Task details: Give a single number in reply. It is the count of lines below that contain the string "placed".

Provided data:

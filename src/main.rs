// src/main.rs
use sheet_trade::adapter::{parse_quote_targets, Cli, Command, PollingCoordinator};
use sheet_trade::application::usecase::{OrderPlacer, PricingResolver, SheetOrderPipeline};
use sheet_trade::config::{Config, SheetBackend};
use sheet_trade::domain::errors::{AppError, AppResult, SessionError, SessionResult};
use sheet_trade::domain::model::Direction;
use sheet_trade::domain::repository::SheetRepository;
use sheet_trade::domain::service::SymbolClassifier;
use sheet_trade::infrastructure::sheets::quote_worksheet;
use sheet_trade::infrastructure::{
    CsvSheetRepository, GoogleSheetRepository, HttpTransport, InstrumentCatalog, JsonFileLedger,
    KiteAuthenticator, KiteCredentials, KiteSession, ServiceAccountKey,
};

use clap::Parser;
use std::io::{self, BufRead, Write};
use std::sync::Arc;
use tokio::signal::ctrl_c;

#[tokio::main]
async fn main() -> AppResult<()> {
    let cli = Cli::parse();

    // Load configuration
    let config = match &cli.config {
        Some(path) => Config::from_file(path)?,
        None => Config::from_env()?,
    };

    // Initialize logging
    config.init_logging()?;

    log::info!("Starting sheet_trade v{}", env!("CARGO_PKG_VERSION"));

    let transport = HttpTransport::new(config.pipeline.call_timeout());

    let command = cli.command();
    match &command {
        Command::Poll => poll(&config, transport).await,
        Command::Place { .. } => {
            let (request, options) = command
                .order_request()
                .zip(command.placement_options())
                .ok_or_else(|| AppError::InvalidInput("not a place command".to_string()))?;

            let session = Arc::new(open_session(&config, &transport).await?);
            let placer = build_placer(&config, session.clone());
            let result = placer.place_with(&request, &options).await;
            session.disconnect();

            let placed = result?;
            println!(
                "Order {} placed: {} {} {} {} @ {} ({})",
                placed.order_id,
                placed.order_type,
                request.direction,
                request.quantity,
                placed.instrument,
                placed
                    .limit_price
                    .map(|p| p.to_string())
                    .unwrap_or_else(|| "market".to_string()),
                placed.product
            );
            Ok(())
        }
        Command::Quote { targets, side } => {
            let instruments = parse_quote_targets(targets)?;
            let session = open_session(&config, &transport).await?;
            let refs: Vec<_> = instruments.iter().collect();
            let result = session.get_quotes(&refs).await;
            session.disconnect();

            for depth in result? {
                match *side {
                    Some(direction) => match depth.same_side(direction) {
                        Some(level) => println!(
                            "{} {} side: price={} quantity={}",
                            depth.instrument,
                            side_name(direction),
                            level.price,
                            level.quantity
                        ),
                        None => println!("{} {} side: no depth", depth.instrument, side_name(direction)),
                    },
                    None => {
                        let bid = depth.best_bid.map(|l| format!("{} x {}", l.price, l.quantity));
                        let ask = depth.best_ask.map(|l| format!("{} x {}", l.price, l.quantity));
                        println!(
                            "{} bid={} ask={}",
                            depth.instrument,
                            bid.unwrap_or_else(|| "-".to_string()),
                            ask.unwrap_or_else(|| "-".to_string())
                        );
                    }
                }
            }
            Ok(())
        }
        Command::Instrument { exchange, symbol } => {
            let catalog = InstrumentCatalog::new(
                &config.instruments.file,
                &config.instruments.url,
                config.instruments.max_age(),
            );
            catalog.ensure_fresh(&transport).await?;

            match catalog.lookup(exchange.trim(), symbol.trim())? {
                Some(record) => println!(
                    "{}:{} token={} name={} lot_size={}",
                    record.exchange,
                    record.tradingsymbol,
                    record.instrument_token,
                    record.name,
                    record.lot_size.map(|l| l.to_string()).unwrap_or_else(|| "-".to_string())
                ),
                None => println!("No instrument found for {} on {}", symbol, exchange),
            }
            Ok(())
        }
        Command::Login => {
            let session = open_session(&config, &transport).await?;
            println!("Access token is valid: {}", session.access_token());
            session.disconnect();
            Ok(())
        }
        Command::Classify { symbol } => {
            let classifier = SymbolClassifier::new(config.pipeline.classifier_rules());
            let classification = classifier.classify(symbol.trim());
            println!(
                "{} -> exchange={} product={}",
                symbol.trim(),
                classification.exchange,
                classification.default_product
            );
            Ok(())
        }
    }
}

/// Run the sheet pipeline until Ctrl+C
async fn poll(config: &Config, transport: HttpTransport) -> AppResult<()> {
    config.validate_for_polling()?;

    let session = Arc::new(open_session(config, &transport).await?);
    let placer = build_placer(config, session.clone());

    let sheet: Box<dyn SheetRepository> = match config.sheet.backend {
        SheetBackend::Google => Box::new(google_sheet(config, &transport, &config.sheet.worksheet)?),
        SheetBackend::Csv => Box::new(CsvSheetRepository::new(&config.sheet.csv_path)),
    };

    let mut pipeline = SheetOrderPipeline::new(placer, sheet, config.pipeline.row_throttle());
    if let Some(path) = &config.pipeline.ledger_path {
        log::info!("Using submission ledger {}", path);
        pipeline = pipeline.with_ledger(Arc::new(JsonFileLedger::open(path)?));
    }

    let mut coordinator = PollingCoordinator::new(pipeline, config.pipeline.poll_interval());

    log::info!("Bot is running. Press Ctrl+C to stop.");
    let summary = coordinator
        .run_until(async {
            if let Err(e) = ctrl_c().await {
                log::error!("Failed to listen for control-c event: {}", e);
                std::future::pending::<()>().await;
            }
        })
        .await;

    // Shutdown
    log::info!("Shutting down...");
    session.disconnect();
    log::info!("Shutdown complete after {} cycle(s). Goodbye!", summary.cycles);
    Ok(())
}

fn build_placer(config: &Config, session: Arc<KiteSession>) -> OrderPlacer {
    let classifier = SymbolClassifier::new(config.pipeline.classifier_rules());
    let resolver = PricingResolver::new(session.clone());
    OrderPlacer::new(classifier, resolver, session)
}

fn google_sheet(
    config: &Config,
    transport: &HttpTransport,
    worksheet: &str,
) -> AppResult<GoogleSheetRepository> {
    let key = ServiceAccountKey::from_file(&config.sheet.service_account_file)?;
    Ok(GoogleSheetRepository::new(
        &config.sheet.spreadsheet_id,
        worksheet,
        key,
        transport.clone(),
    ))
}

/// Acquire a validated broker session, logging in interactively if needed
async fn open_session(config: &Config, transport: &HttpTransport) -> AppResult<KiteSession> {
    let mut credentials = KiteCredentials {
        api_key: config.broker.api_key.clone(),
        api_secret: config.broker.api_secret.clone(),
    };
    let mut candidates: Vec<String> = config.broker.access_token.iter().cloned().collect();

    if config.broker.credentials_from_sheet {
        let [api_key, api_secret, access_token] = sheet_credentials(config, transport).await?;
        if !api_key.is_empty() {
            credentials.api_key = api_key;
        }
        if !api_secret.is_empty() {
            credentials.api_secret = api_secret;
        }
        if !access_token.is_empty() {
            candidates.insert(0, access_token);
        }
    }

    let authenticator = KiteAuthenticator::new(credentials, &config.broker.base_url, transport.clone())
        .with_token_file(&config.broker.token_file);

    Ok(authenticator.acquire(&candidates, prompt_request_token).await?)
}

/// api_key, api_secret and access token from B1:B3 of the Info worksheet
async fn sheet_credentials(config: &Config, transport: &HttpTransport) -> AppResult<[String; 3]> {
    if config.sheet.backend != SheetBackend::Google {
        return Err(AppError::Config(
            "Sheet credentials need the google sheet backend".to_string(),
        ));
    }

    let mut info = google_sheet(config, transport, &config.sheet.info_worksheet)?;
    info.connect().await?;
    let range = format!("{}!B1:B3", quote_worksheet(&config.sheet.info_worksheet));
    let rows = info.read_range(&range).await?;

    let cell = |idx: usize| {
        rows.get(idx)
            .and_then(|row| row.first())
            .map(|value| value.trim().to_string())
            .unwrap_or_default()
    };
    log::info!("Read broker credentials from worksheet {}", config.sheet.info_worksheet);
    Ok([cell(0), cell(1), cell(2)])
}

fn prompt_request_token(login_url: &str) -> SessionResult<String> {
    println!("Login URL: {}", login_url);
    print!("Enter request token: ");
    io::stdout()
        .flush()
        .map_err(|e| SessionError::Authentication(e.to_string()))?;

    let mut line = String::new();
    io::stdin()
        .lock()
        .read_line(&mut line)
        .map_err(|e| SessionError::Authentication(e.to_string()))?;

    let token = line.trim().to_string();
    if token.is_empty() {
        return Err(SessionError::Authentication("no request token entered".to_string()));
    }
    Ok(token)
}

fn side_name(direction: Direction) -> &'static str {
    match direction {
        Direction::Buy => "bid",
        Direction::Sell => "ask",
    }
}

Solution for this task: 7